→ Source records:
########

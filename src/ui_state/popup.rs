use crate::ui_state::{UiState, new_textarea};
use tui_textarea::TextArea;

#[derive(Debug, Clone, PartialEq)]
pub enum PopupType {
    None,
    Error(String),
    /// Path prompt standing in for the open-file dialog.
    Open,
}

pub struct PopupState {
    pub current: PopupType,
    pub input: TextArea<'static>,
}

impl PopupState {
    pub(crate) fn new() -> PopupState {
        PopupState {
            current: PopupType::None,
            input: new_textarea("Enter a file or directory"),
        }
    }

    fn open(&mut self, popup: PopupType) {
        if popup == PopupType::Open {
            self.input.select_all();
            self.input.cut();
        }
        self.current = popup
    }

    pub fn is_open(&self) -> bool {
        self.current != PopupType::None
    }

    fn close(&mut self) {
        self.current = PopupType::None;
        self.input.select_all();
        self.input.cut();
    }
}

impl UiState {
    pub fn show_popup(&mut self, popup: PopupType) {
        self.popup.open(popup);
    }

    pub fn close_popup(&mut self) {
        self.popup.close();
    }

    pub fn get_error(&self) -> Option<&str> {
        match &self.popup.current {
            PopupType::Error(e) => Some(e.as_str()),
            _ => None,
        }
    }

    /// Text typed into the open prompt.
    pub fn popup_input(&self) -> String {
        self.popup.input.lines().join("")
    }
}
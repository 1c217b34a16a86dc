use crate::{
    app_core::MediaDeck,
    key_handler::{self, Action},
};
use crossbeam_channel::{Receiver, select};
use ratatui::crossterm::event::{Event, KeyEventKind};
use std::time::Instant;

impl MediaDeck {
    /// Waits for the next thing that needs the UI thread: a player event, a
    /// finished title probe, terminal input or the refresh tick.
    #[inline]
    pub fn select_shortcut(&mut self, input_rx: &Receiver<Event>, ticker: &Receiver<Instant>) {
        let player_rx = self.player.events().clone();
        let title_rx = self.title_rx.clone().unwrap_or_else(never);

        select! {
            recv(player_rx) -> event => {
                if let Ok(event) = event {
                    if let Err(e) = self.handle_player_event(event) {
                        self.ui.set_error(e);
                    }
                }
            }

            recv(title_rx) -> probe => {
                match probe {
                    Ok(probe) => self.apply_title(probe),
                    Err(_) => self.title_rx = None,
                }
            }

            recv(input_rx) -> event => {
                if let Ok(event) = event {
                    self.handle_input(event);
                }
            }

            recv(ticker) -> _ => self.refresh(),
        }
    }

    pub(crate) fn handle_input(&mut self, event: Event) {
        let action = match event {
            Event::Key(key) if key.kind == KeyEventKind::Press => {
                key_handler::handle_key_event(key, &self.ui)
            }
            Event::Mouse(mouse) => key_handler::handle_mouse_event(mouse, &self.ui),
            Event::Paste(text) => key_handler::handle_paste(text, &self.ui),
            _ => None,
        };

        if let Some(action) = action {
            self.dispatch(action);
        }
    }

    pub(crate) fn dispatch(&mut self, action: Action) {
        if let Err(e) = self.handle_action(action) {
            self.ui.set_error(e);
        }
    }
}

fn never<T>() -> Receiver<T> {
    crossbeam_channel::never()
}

########

→ PROBLEM DETAILS: Reproduce precisely, and with no line left out, each line from the top of the entries through the line that carries "self.current = PopupType::None;".

→ ANSWER SPACE:
filename src/ui_state/popup.rs
use crate::ui_state::{UiState, new_textarea};
use tui_textarea::TextArea;

#[derive(Debug, Clone, PartialEq)]
pub enum PopupType {
    None,
    Error(String),
    /// Path prompt standing in for the open-file dialog.
    Open,
}

pub struct PopupState {
    pub current: PopupType,
    pub input: TextArea<'static>,
}

impl PopupState {
    pub(crate) fn new() -> PopupState {
        PopupState {
            current: PopupType::None,
            input: new_textarea("Enter a file or directory"),
        }
    }

    fn open(&mut self, popup: PopupType) {
        if popup == PopupType::Open {
            self.input.select_all();
            self.input.cut();
        }
        self.current = popup
    }

    pub fn is_open(&self) -> bool {
        self.current != PopupType::None
    }

    fn close(&mut self) {
        self.current = PopupType::None;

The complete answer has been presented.